Extracted information Start Marker

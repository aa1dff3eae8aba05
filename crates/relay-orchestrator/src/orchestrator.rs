//! The multi-provider orchestrator
//!
//! One [`Orchestrator::run`] call turns a task into exactly one
//! [`OrchestrationResult`]:
//!
//! 1. Resolve candidates (per-run selection, then enabled providers only).
//! 2. Render the prompt and derive the guard prompt.
//! 3. Rank admissible candidates by health score.
//! 4. Race the top `hedge_width` candidates; the first valid reply wins.
//! 5. Otherwise walk the remaining candidates one at a time.
//!
//! Every provider gets one base attempt and, if that fails, one guard attempt.
//! No attempt starts once the start buffer would be violated.

use std::sync::Arc;
use std::time::Duration;

use relay_config::{
    BudgetEnforcement, Config, DEFAULT_BUDGET_MS, DEFAULT_HEDGE_WIDTH, DEFAULT_START_BUFFER_MS,
};
use relay_health::HealthRegistry;
use relay_llm::{LlmError, ProviderAdapter};
use relay_prompt_template::{PromptSource, Vars};
use relay_telemetry::{TelemetrySink, TracingSink, sink_from_config};
use relay_utils::{ConfigError, ErrorKind};
use relay_utils::logging::{log_run_complete, log_run_failure, log_run_start, run_span};
use thiserror::Error;
use tokio::time::Instant;
use tracing::{Instrument, debug, warn};

use crate::attempt::{Failure, RunContext, Win};
use crate::budget::Budget;
use crate::guard::guard_prompt;
use crate::hedge::hedge_round;
use crate::result::{Extraction, OrchestrationError, OrchestrationResult};
use crate::sequential::sequential_round;
use crate::task::{RunOptions, Task};

/// Run-level settings, resolved from `[orchestrator]`
#[derive(Debug, Clone, Copy, PartialEq, Eq)]
pub struct OrchestratorSettings {
    pub budget: Duration,
    pub hedge_width: usize,
    pub start_buffer: Duration,
    pub enforcement: BudgetEnforcement,
}

impl Default for OrchestratorSettings {
    fn default() -> Self {
        Self {
            budget: Duration::from_millis(DEFAULT_BUDGET_MS),
            hedge_width: DEFAULT_HEDGE_WIDTH,
            start_buffer: Duration::from_millis(DEFAULT_START_BUFFER_MS),
            enforcement: BudgetEnforcement::default(),
        }
    }
}

impl OrchestratorSettings {
    #[must_use]
    pub fn from_config(config: &Config) -> Self {
        Self {
            budget: config.budget(),
            hedge_width: config.hedge_width(),
            start_buffer: config.start_buffer(),
            enforcement: config.budget_enforcement(),
        }
    }
}

/// Failure to assemble an orchestrator from configuration
#[derive(Error, Debug)]
pub enum SetupError {
    #[error(transparent)]
    Provider(#[from] LlmError),

    #[error(transparent)]
    Config(#[from] ConfigError),
}

pub struct Orchestrator {
    providers: Vec<Arc<dyn ProviderAdapter>>,
    registry: Arc<HealthRegistry>,
    prompts: Arc<dyn PromptSource>,
    sink: Arc<dyn TelemetrySink>,
    settings: OrchestratorSettings,
}

impl Orchestrator {
    #[must_use]
    pub fn builder(prompts: Arc<dyn PromptSource>) -> OrchestratorBuilder {
        OrchestratorBuilder::new(prompts)
    }

    /// Build adapters, health registry and telemetry sink from configuration.
    ///
    /// Must run inside a tokio runtime when the JSONL sink is selected.
    ///
    /// # Errors
    ///
    /// Returns [`SetupError`] if a provider is misconfigured or the telemetry
    /// sink cannot be built.
    pub fn from_config(config: &Config, prompts: Arc<dyn PromptSource>) -> Result<Self, SetupError> {
        let providers = relay_llm::adapters_from_config(config)?;
        Self::from_config_with_providers(config, prompts, providers)
    }

    /// Like [`Orchestrator::from_config`] but with adapters supplied by the caller
    ///
    /// # Errors
    ///
    /// Returns [`SetupError::Config`] if the telemetry sink cannot be built.
    pub fn from_config_with_providers(
        config: &Config,
        prompts: Arc<dyn PromptSource>,
        providers: Vec<Arc<dyn ProviderAdapter>>,
    ) -> Result<Self, SetupError> {
        Ok(Self::builder(prompts)
            .providers(providers)
            .registry(Arc::new(HealthRegistry::from_config(config)))
            .sink(sink_from_config(config)?)
            .settings(OrchestratorSettings::from_config(config))
            .build())
    }

    #[must_use]
    pub fn providers(&self) -> &[Arc<dyn ProviderAdapter>] {
        &self.providers
    }

    #[must_use]
    pub fn registry(&self) -> &Arc<HealthRegistry> {
        &self.registry
    }

    #[must_use]
    pub fn settings(&self) -> &OrchestratorSettings {
        &self.settings
    }

    /// Flush the telemetry sink. Attempts still draining from a hedge round may
    /// record after this and are dropped.
    pub async fn close(&self) {
        self.sink.close().await;
    }

    /// Run one task to a terminal result.
    ///
    /// Never panics on provider misbehaviour; every failure path ends in an
    /// [`OrchestrationError`].
    pub async fn run(&self, task: &Task, vars: &Vars, options: RunOptions) -> OrchestrationResult {
        let span = run_span(&task.id);
        async {
            let started = Instant::now();
            let result = self.execute(task, vars, options, started).await;
            let elapsed_ms = started.elapsed().as_millis();
            match &result {
                Ok(extraction) => {
                    log_run_complete(&task.id, &extraction.provider, extraction.retries, elapsed_ms);
                }
                Err(error) => log_run_failure(&task.id, error.kind(), elapsed_ms),
            }
            result
        }
        .instrument(span)
        .await
    }

    /// Enabled adapters for this run, honouring a per-run selection
    fn candidates(&self, options: &RunOptions) -> Vec<Arc<dyn ProviderAdapter>> {
        let selected: Vec<Arc<dyn ProviderAdapter>> = match &options.providers {
            Some(ids) => {
                let mut picked: Vec<Arc<dyn ProviderAdapter>> = Vec::with_capacity(ids.len());
                for id in ids {
                    match self.providers.iter().find(|p| p.id() == id) {
                        Some(p) if !picked.iter().any(|q| q.id() == id) => {
                            picked.push(Arc::clone(p));
                        }
                        Some(_) => {}
                        None => warn!(provider = %id, "Requested provider is not configured"),
                    }
                }
                picked
            }
            None => self.providers.clone(),
        };

        selected
            .into_iter()
            .filter(|p| {
                let enabled = p.identity().enabled;
                if !enabled {
                    debug!(provider = %p.id(), "Skipping disabled provider");
                }
                enabled
            })
            .collect()
    }

    async fn execute(
        &self,
        task: &Task,
        vars: &Vars,
        options: RunOptions,
        started: Instant,
    ) -> OrchestrationResult {
        let candidates = self.candidates(&options);
        if candidates.is_empty() {
            return Err(OrchestrationError::NoProviderConfigured);
        }

        let template = self.prompts.load(&task.template).map_err(|e| {
            OrchestrationError::PromptUnavailable {
                template: task.template.clone(),
                reason: e.to_string(),
            }
        })?;
        let base_prompt = self.prompts.render(&template, vars);
        let guard = guard_prompt(&base_prompt);

        let deadline = options
            .deadline
            .unwrap_or_else(|| started + options.budget.unwrap_or(self.settings.budget));
        let budget = Budget::new(
            started,
            deadline,
            self.settings.start_buffer,
            self.settings.enforcement,
        );
        if !budget.can_start() {
            return Err(OrchestrationError::BudgetExceeded {
                elapsed_ms: budget.elapsed().as_millis() as u64,
            });
        }

        let ordered = self.registry.best_order(&candidates);
        log_run_start(&task.id, ordered.len(), budget.remaining().as_millis());
        if ordered.is_empty() {
            warn!(candidates = candidates.len(), "Every candidate circuit is open");
            return Err(OrchestrationError::AllProvidersFailed {
                last_provider: None,
                last_raw_text: None,
                last_error: Some(ErrorKind::CircuitOpen),
            });
        }

        let ctx = Arc::new(RunContext {
            task_id: task.id.clone(),
            base_prompt,
            guard_prompt: guard,
            schema: Arc::clone(&task.schema),
            registry: Arc::clone(&self.registry),
            sink: Arc::clone(&self.sink),
            budget,
        });

        let width = self.settings.hedge_width.clamp(1, ordered.len());
        let hedge = hedge_round(Arc::clone(&ctx), &ordered[..width]).await;
        if let Some(win) = hedge.win {
            return Ok(extraction(win, hedge.abandoned, &budget));
        }

        if ordered.len() > width {
            debug!(
                abandoned = hedge.abandoned,
                remaining = ordered.len() - width,
                "Hedge round found no valid reply, continuing sequentially"
            );
        }
        let seq = sequential_round(&ctx, &ordered, &hedge.attempted, hedge.abandoned).await;
        if let Some(win) = seq.win {
            return Ok(extraction(win, hedge.abandoned + seq.abandoned, &budget));
        }

        let attempted_any = !hedge.attempted.is_empty() || seq.attempted_any;
        if !attempted_any && (seq.budget_exhausted || !budget.can_start()) {
            return Err(OrchestrationError::BudgetExceeded {
                elapsed_ms: budget.elapsed().as_millis() as u64,
            });
        }

        let last: Option<Failure> = seq
            .last_failure
            .or(hedge.last_failure)
            .or(seq.last_rejection)
            .or(hedge.last_rejection);
        warn!(
            last_provider = last.as_ref().map_or("none", |f| f.provider.as_str()),
            "All providers exhausted"
        );
        Err(match last {
            Some(failure) => OrchestrationError::AllProvidersFailed {
                last_provider: Some(failure.provider),
                last_raw_text: failure.raw_text,
                last_error: Some(failure.error),
            },
            None => OrchestrationError::AllProvidersFailed {
                last_provider: None,
                last_raw_text: None,
                last_error: None,
            },
        })
    }
}

fn extraction(win: Win, abandoned: u32, budget: &Budget) -> Extraction {
    Extraction {
        provider: win.provider,
        parsed_data: win.validated.value,
        raw_text: win.raw_text,
        retries: abandoned + u32::from(win.via_guard),
        elapsed_ms: budget.elapsed().as_millis() as u64,
        repaired: win.validated.repaired,
    }
}

/// Builder for [`Orchestrator`]
pub struct OrchestratorBuilder {
    prompts: Arc<dyn PromptSource>,
    providers: Vec<Arc<dyn ProviderAdapter>>,
    registry: Option<Arc<HealthRegistry>>,
    sink: Option<Arc<dyn TelemetrySink>>,
    settings: OrchestratorSettings,
}

impl OrchestratorBuilder {
    #[must_use]
    pub fn new(prompts: Arc<dyn PromptSource>) -> Self {
        Self {
            prompts,
            providers: Vec::new(),
            registry: None,
            sink: None,
            settings: OrchestratorSettings::default(),
        }
    }

    #[must_use]
    pub fn provider(mut self, provider: Arc<dyn ProviderAdapter>) -> Self {
        self.providers.push(provider);
        self
    }

    #[must_use]
    pub fn providers(mut self, providers: Vec<Arc<dyn ProviderAdapter>>) -> Self {
        self.providers.extend(providers);
        self
    }

    /// Share a registry across orchestrators (or keep one across runs in tests)
    #[must_use]
    pub fn registry(mut self, registry: Arc<HealthRegistry>) -> Self {
        self.registry = Some(registry);
        self
    }

    #[must_use]
    pub fn sink(mut self, sink: Arc<dyn TelemetrySink>) -> Self {
        self.sink = Some(sink);
        self
    }

    #[must_use]
    pub fn settings(mut self, settings: OrchestratorSettings) -> Self {
        self.settings = settings;
        self
    }

    #[must_use]
    pub fn budget(mut self, budget: Duration) -> Self {
        self.settings.budget = budget;
        self
    }

    #[must_use]
    pub fn hedge_width(mut self, width: usize) -> Self {
        self.settings.hedge_width = width.max(1);
        self
    }

    #[must_use]
    pub fn start_buffer(mut self, buffer: Duration) -> Self {
        self.settings.start_buffer = buffer;
        self
    }

    #[must_use]
    pub fn enforcement(mut self, enforcement: BudgetEnforcement) -> Self {
        self.settings.enforcement = enforcement;
        self
    }

    #[must_use]
    pub fn build(self) -> Orchestrator {
        Orchestrator {
            providers: self.providers,
            registry: self.registry.unwrap_or_default(),
            prompts: self.prompts,
            sink: self.sink.unwrap_or_else(|| Arc::new(TracingSink)),
            settings: self.settings,
        }
    }
}
//! relay CLI binary
//!
//! All logic is in the library; main.rs only invokes cli::run().

fn main() {
    // cli::run() handles ALL output including errors
    if let Err(code) = relay::cli::run() {
        std::process::exit(code.as_i32());
    }
}
//! CLI argument definitions and parsing structures

use clap::{Parser, Subcommand};
use std::path::PathBuf;

/// relay - resilient multi-provider structured extraction
#[derive(Parser, Debug)]
#[command(name = "relay")]
#[command(about = "Ask several LLM providers for structured JSON and keep the first valid reply")]
#[command(long_about = r#"
relay renders a prompt template, races the healthiest configured providers,
retries each once with a stricter JSON-only prompt, validates every reply
against a JSON Schema and returns the first one that passes, all within a
wall-clock budget.

EXAMPLES:
  # Extract an invoice with the template prompts/invoice.txt
  relay run invoice-42 --template invoice --schema schemas/invoice.json \
      --var document="$(cat invoice.txt)"

  # Restrict the run to two providers and a 10 second budget
  relay run invoice-42 --template invoice --schema schemas/invoice.json \
      --provider openai --provider claude --budget-ms 10000

  # Show which providers are enabled
  relay providers

  # Show the effective configuration and where each value came from
  relay config

CONFIGURATION:
  Configuration is loaded with precedence: CLI flags > environment > config file > defaults
  The config file is discovered by searching upward from CWD for .relay/config.toml
  Use --config or RELAY_CONFIG to specify an explicit config file path
"#)]
#[command(version)]
pub struct Cli {
    /// Path to configuration file (overrides discovery)
    #[arg(long, global = true)]
    pub config: Option<PathBuf>,

    /// Wall-clock budget for a run in milliseconds
    #[arg(long, global = true)]
    pub budget_ms: Option<u64>,

    /// Number of providers raced concurrently in the hedge round
    #[arg(long, global = true)]
    pub hedge_width: Option<usize>,

    /// Directory holding prompt templates
    #[arg(long, global = true)]
    pub prompts_dir: Option<PathBuf>,

    /// Enable verbose output
    #[arg(short, long, global = true)]
    pub verbose: bool,

    #[command(subcommand)]
    pub command: Commands,
}

#[derive(Subcommand, Debug)]
pub enum Commands {
    /// Run one extraction task
    Run {
        /// Task identifier, used in logs, telemetry and the report
        task_id: String,

        /// Prompt template name
        #[arg(long)]
        template: String,

        /// JSON Schema file the reply must satisfy
        #[arg(long)]
        schema: PathBuf,

        /// Template variable as key=value (repeatable)
        #[arg(long = "var", value_name = "KEY=VALUE", value_parser = parse_var)]
        vars: Vec<(String, String)>,

        /// Restrict the run to these providers (repeatable, in preference order)
        #[arg(long = "provider", value_name = "ID")]
        providers: Vec<String>,

        /// Print the result as JSON
        #[arg(long)]
        json: bool,
    },

    /// List configured providers
    Providers {
        /// Output as JSON
        #[arg(long)]
        json: bool,
    },

    /// Show the effective configuration with source attribution
    Config,
}

/// Parse a `key=value` template variable
pub(crate) fn parse_var(raw: &str) -> Result<(String, String), String> {
    let (key, value) = raw
        .split_once('=')
        .ok_or_else(|| format!("expected KEY=VALUE, got '{raw}'"))?;
    let key = key.trim();
    if key.is_empty() {
        return Err(format!("variable name is empty in '{raw}'"));
    }
    Ok((key.to_string(), value.to_string()))
}

/// Build the clap command (for completions and argument tests)
#[must_use]
pub fn build_cli() -> clap::Command {
    <Cli as clap::CommandFactory>::command()
}
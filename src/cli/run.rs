//! CLI entry point and dispatch logic
//!
//! `run()` parses arguments, installs logging, discovers configuration and
//! dispatches to the command handlers. It owns ALL output, including errors.

use clap::Parser;

use super::args::{Cli, Commands};
use super::commands::{self, RunRequest};
use crate::{CliArgs, Config, ConfigError, ExitCode, UserFriendlyError};

/// Main CLI execution function.
///
/// Returns `Err(ExitCode)` after printing the error; main.rs only maps it to the
/// process exit status.
pub fn run() -> Result<(), ExitCode> {
    let cli = Cli::parse();

    if let Err(e) = relay_utils::logging::init_tracing(cli.verbose) {
        eprintln!("Warning: failed to initialize logging: {e}");
    }

    let cli_args = CliArgs {
        config_path: cli.config.clone(),
        budget_ms: cli.budget_ms,
        hedge_width: cli.hedge_width,
        prompts_dir: cli.prompts_dir.clone(),
    };

    let config = match Config::discover(&cli_args) {
        Ok(config) => config,
        Err(err) => {
            report_config_error(&err);
            return Err(ExitCode::CLI_ARGS);
        }
    };

    match cli.command {
        Commands::Config => commands::execute_config_command(&config),
        Commands::Providers { json } => commands::execute_providers_command(&config, json),
        Commands::Run {
            task_id,
            template,
            schema,
            vars,
            providers,
            json,
        } => {
            let rt = match tokio::runtime::Runtime::new() {
                Ok(rt) => rt,
                Err(e) => {
                    eprintln!("Error: failed to create async runtime: {e}");
                    return Err(ExitCode::INTERNAL);
                }
            };
            let request = RunRequest {
                task_id,
                template,
                schema,
                vars,
                providers,
                json,
            };
            rt.block_on(commands::execute_run_command(&config, request))
        }
    }
}

/// Typed configuration errors get the full error/context/suggestions block
fn report_config_error(err: &anyhow::Error) {
    match err.downcast_ref::<ConfigError>() {
        Some(config_err) => eprint!("{}", config_err.display_for_user()),
        None => eprintln!("Error: {err:#}"),
    }
}
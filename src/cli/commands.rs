//! CLI command implementations
//!
//! Each `execute_*` function prints its own output and returns the exit code to
//! use on failure.

use std::path::PathBuf;
use std::sync::Arc;

use serde::Serialize;
use serde_json::Value;
use tracing::debug;

use crate::{
    Config, DirectoryPromptSource, ExitCode, JsonSchema, Orchestrator, RunOptions, RunReport,
    SetupError, Task, UserFriendlyError, Vars,
};

/// Prompt directory used when neither `[prompts] dir` nor `--prompts-dir` is set
pub const DEFAULT_PROMPTS_DIR: &str = "prompts";

// ============================================================================
// Run Command
// ============================================================================

pub struct RunRequest {
    pub task_id: String,
    pub template: String,
    pub schema: PathBuf,
    pub vars: Vec<(String, String)>,
    pub providers: Vec<String>,
    pub json: bool,
}

/// Execute one extraction task
pub async fn execute_run_command(config: &Config, request: RunRequest) -> Result<(), ExitCode> {
    let schema = JsonSchema::from_file(&request.schema).map_err(|e| {
        eprintln!("Error: {e}");
        ExitCode::CLI_ARGS
    })?;

    let prompts_dir = config
        .prompts
        .dir
        .clone()
        .unwrap_or_else(|| PathBuf::from(DEFAULT_PROMPTS_DIR));
    debug!(dir = %prompts_dir.display(), "Using prompt directory");
    let prompts = Arc::new(DirectoryPromptSource::new(prompts_dir));

    let orchestrator = Orchestrator::from_config(config, prompts).map_err(|e| {
        report_setup_error(&e);
        ExitCode::CLI_ARGS
    })?;

    let task = Task::new(request.task_id, request.template, schema);
    let vars: Vars = request
        .vars
        .into_iter()
        .map(|(key, value)| (key, Value::String(value)))
        .collect();
    let mut options = RunOptions::new();
    if !request.providers.is_empty() {
        options = options.with_providers(request.providers);
    }

    let result = orchestrator.run(&task, &vars, options).await;
    orchestrator.close().await;

    if request.json {
        print_json(&RunReport::new(&task.id, &result))?;
        return result.map(|_| ()).map_err(|e| e.exit_code());
    }

    match result {
        Ok(extraction) => {
            eprintln!(
                "✓ {} answered (retries: {}, {} ms{})",
                extraction.provider,
                extraction.retries,
                extraction.elapsed_ms,
                if extraction.repaired { ", repaired" } else { "" }
            );
            print_json(&extraction.parsed_data)
        }
        Err(error) => {
            eprint!("{}", error.display_for_user());
            Err(error.exit_code())
        }
    }
}

fn report_setup_error(error: &SetupError) {
    match error {
        SetupError::Provider(e) => eprint!("{}", e.display_for_user()),
        SetupError::Config(e) => eprint!("{}", e.display_for_user()),
    }
}

fn print_json<T: Serialize>(value: &T) -> Result<(), ExitCode> {
    match serde_json::to_string_pretty(value) {
        Ok(text) => {
            println!("{text}");
            Ok(())
        }
        Err(e) => {
            eprintln!("Error: failed to serialize output: {e}");
            Err(ExitCode::INTERNAL)
        }
    }
}

// ============================================================================
// Providers Command
// ============================================================================

#[derive(Debug, Serialize)]
#[serde(rename_all = "camelCase")]
struct ProviderListing {
    id: String,
    kind: String,
    model: Option<String>,
    enabled: bool,
    timeout_ms: u64,
}

/// List configured providers with their enabled state and timeout
pub fn execute_providers_command(config: &Config, json: bool) -> Result<(), ExitCode> {
    let adapters = relay_llm::adapters_from_config(config).map_err(|e| {
        eprint!("{}", e.display_for_user());
        ExitCode::CLI_ARGS
    })?;

    let listings: Vec<ProviderListing> = adapters
        .iter()
        .map(|adapter| {
            let provider = config.providers.get(adapter.id());
            ProviderListing {
                id: adapter.id().to_string(),
                kind: provider.map(|p| p.kind.clone()).unwrap_or_default(),
                model: provider.and_then(|p| p.model.clone()),
                enabled: adapter.identity().enabled,
                timeout_ms: adapter.identity().timeout.as_millis() as u64,
            }
        })
        .collect();

    if json {
        return print_json(&listings);
    }

    if listings.is_empty() {
        println!("No providers configured.");
        println!("Add a [providers.<id>] section to .relay/config.toml");
        return Ok(());
    }

    println!("Providers (in candidate order):");
    for listing in &listings {
        let marker = if listing.enabled { "✓" } else { "✗" };
        println!(
            "  {marker} {:<16} {:<18} {:<28} timeout {} ms",
            listing.id,
            listing.kind,
            listing.model.as_deref().unwrap_or("-"),
            listing.timeout_ms
        );
    }
    Ok(())
}

// ============================================================================
// Config Command
// ============================================================================

/// Print the effective configuration with the source of each value
pub fn execute_config_command(config: &Config) -> Result<(), ExitCode> {
    let effective = config.effective_config();
    let mut keys: Vec<&String> = effective.keys().collect();
    keys.sort();

    println!("Effective configuration:");
    for key in keys {
        if let Some((value, source)) = effective.get(key) {
            println!("  {key} = {value}  ({source})");
        }
    }

    let ids = config.provider_ids();
    if ids.is_empty() {
        println!("\nNo providers configured.");
    } else {
        println!("\nProviders: {}", ids.join(", "));
    }
    Ok(())
}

Extracted information End Marker

Description of the task: Each line of the records, from the opening one through the line holding "use crate::budget::Budget;", should be restated word for word, with nothing else in the answer.

Written solution:
repository aa1dff3eae8aba05
filename crates/relay-orchestrator/src/orchestrator.rs
//! The multi-provider orchestrator
//!
//! One [`Orchestrator::run`] call turns a task into exactly one
//! [`OrchestrationResult`]:
//!
//! 1. Resolve candidates (per-run selection, then enabled providers only).
//! 2. Render the prompt and derive the guard prompt.
//! 3. Rank admissible candidates by health score.
//! 4. Race the top `hedge_width` candidates; the first valid reply wins.
//! 5. Otherwise walk the remaining candidates one at a time.
//!
//! Every provider gets one base attempt and, if that fails, one guard attempt.
//! No attempt starts once the start buffer would be violated.

use std::sync::Arc;
use std::time::Duration;

use relay_config::{
    BudgetEnforcement, Config, DEFAULT_BUDGET_MS, DEFAULT_HEDGE_WIDTH, DEFAULT_START_BUFFER_MS,
};
use relay_health::HealthRegistry;
use relay_llm::{LlmError, ProviderAdapter};
use relay_prompt_template::{PromptSource, Vars};
use relay_telemetry::{TelemetrySink, TracingSink, sink_from_config};
use relay_utils::{ConfigError, ErrorKind};
use relay_utils::logging::{log_run_complete, log_run_failure, log_run_start, run_span};
use thiserror::Error;
use tokio::time::Instant;
use tracing::{Instrument, debug, warn};

use crate::attempt::{Failure, RunContext, Win};
use crate::budget::Budget;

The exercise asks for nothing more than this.